NGN: Looking at current handsets, they do everything: they are cameras, MP3 and video game players, as well as providing web browsing and email. What will handsets deliver by 2012, and what will be new and novel?

RL: This is a difficult one. Today's phones deliver all you can imagine. But that doesn't mean there won't be new applications. What I can say is that screens will have higher resolution and probably be bigger in size, plus there will be much more storage. Devices will thus support more realistic games, higher (data) throughput and much more compute power. All these will make several applications possible but I have no clear idea.


NGN: What specification will they have and how will they compare to today's phones in terms of processing power, storage, and technologies within the handset? One example you have mentioned in the past is that handsets will have more than one camera to create views from any angle.

RL: I have been tracking the cost of compact flash (non-volatile memory) for the last eight years: what capacity memory you can buy for Euro 50 and what for Euro 1000. It is doubling every year. At the end of 2006, you can buy 16 Gbyte for Euro 1000 and 2 Gbyte for Euro 50. Memory companies tell me they expect this to continue for the next five years. That means handsets - at least high-end ones - will have 64 Gbyte in 2012. For low-end phones it will be 16 GB. What applications will use such cheap storage? Current cameras provide stills and poor quality video clips. By 2012 you'll have a video camera with you all the time.

Handset devices in 2012 will also have multiple processing cores. Handsets now have multiple cores but having had discussions with nine companies recently, the expectation is that by 2012 there will be between 16 and 100 cores per handset. That's ten times greater than today. There will also be silicon-scaling benefits [using smaller feature CMOS processes which will further boost each core's processing performance] so the overall processing performance improvement will be greater than ten times. It is hard to say exactly but maybe a factor of 30.

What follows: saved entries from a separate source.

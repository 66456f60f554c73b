use crate::core::{Storage, SeedVariety};
use crate::domain::model::{Applicant, ApplicantLog, Inventory};
use crate::utils::error::{Result, SeedError};
use serde::de::DeserializeOwned;
use serde::Serialize;
use std::sync::Arc;
use std::time::Duration;
use tokio::sync::RwLock;

pub const DEFAULT_SEEDS_FILE: &str = "seeds.json";
pub const DEFAULT_APPLICANTS_FILE: &str = "applicants.json";
pub const DEFAULT_LOCK_TIMEOUT: Duration = Duration::from_millis(5000);

#[derive(Debug, Clone)]
pub struct StoreOptions {
    pub seeds_file: String,
    pub applicants_file: String,
    /// 取得寫入鎖的最長等待時間，逾時回傳 `SeedError::Busy`
    pub lock_timeout: Duration,
}

impl Default for StoreOptions {
    fn default() -> Self {
        Self {
            seeds_file: DEFAULT_SEEDS_FILE.to_string(),
            applicants_file: DEFAULT_APPLICANTS_FILE.to_string(),
            lock_timeout: DEFAULT_LOCK_TIMEOUT,
        }
    }
}

/// 庫存與申請紀錄的完整狀態
#[derive(Debug, Clone, Default, PartialEq, Eq)]
pub struct Ledger {
    pub inventory: Inventory,
    pub log: ApplicantLog,
}

/// 庫存與申請紀錄的持久化存放區。
///
/// 所有寫入都經由同一把 `RwLock` 序列化：在鎖內複製狀態、套用變更、
/// 寫回儲存後才替換記憶體中的狀態。變更或寫檔失敗時不留下任何部分結果。
pub struct SeedStore {
    storage: Arc<dyn Storage>,
    options: StoreOptions,
    state: RwLock<Ledger>,
}

impl SeedStore {
    /// 從儲存載入現有資料；檔案不存在時視為空清單
    pub async fn open(storage: Arc<dyn Storage>, options: StoreOptions) -> Result<Self> {
        let seeds: Vec<SeedVariety> =
            load_json_list(storage.as_ref(), &options.seeds_file).await?;
        let applicants: Vec<Applicant> =
            load_json_list(storage.as_ref(), &options.applicants_file).await?;

        if !storage.exists(&options.applicants_file).await? {
            storage
                .write_file(&options.applicants_file, &to_json(&applicants)?)
                .await?;
        }

        tracing::info!(
            "📦 Loaded {} seed varieties and {} applicants",
            seeds.len(),
            applicants.len()
        );

        let ledger = Ledger {
            inventory: Inventory::new(seeds)?,
            log: ApplicantLog::new(applicants),
        };

        Ok(Self {
            storage,
            options,
            state: RwLock::new(ledger),
        })
    }

    /// 目前庫存，依 id 排序
    pub async fn list_seeds(&self) -> Vec<SeedVariety> {
        self.state.read().await.inventory.seeds().to_vec()
    }

    /// 以新清單整批取代庫存，回傳品項數
    pub async fn replace_seeds(&self, seeds: Vec<SeedVariety>) -> Result<usize> {
        let inventory = Inventory::new(seeds)?;
        let count = inventory.seeds().len();

        self.transact(move |ledger| {
            ledger.inventory = inventory;
            Ok(())
        })
        .await?;

        tracing::info!("🌱 Inventory replaced with {} seed varieties", count);
        Ok(count)
    }

    /// 申請紀錄，新的在前
    pub async fn list_applicants(&self) -> Vec<Applicant> {
        self.state.read().await.log.newest_first()
    }

    pub async fn append_applicant(&self, applicant: Applicant) -> Result<()> {
        self.transact(move |ledger| {
            ledger.log.append(applicant);
            Ok(())
        })
        .await
    }

    pub async fn clear_applicants(&self) -> Result<usize> {
        let removed = self
            .transact(|ledger| {
                let removed = ledger.log.len();
                ledger.log.clear();
                Ok(removed)
            })
            .await?;

        tracing::info!("🗑️ Cleared {} applicants", removed);
        Ok(removed)
    }

    /// 一致的快照，供匯出使用
    pub async fn snapshot(&self) -> Ledger {
        self.state.read().await.clone()
    }

    /// 在寫入鎖內執行 `f`。`f` 回傳錯誤或寫檔失敗時，狀態維持不變。
    pub async fn transact<T, F>(&self, f: F) -> Result<T>
    where
        F: FnOnce(&mut Ledger) -> Result<T>,
    {
        let mut guard = tokio::time::timeout(self.options.lock_timeout, self.state.write())
            .await
            .map_err(|_| {
                tracing::warn!(
                    "⏳ Gave up waiting for the store lock after {:?}",
                    self.options.lock_timeout
                );
                SeedError::Busy {
                    waited_ms: self.options.lock_timeout.as_millis() as u64,
                }
            })?;

        // 變更套用在副本上，寫檔成功後才替換
        let mut draft = guard.clone();
        let value = f(&mut draft)?;

        self.persist(&guard, &draft).await?;
        *guard = draft;

        Ok(value)
    }

    async fn persist(&self, current: &Ledger, draft: &Ledger) -> Result<()> {
        let seeds_changed = current.inventory != draft.inventory;
        let log_changed = current.log != draft.log;

        if seeds_changed {
            self.storage
                .write_file(&self.options.seeds_file, &to_json(draft.inventory.seeds())?)
                .await?;
        }

        if log_changed {
            let written = match to_json(draft.log.entries()) {
                Ok(bytes) => {
                    self.storage
                        .write_file(&self.options.applicants_file, &bytes)
                        .await
                }
                Err(e) => Err(e),
            };

            if let Err(e) = written {
                if seeds_changed {
                    self.restore_seeds(current).await;
                }
                return Err(e);
            }
        }

        Ok(())
    }

    async fn restore_seeds(&self, previous: &Ledger) {
        let restored = match to_json(previous.inventory.seeds()) {
            Ok(bytes) => {
                self.storage
                    .write_file(&self.options.seeds_file, &bytes)
                    .await
            }
            Err(e) => Err(e),
        };

        if let Err(e) = restored {
            tracing::error!(
                "❌ Failed to restore {} after a failed commit: {}",
                self.options.seeds_file,
                e
            );
        }
    }
}

async fn load_json_list<T: DeserializeOwned>(storage: &dyn Storage, path: &str) -> Result<Vec<T>> {
    if !storage.exists(path).await? {
        tracing::warn!("{} not found, starting with an empty list", path);
        return Ok(Vec::new());
    }

    let bytes = storage.read_file(path).await?;
    if bytes.iter().all(|b| b.is_ascii_whitespace()) {
        return Ok(Vec::new());
    }

    Ok(serde_json::from_slice(&bytes)?)
}

fn to_json<T: Serialize + ?Sized>(value: &T) -> Result<Vec<u8>> {
    Ok(serde_json::to_vec_pretty(value)?)
}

As for the multiple cameras, all nine companies say they don't know whether there will be a suitable business model for it and hence it is not a strong focus. Where there is pressure is to combine video and 3D graphics on one platform. High-end phones have a graphics-processing-unit now. There is a need to find an architecture that deals with video and 3D graphics without needing a dedicated [hardware] unit. The video and graphics will be used mainly for games but also for graphical data such as navigation maps.


NGN:
What are the leading technical challenges to be overcome to make such handsets possible? For a start, Nokia and Qualcomm both mention that handsets will need to support eight distinct radio standards. Then there is the issue of growing power consumption while the energy capacities of batteries are not advancing in lock step.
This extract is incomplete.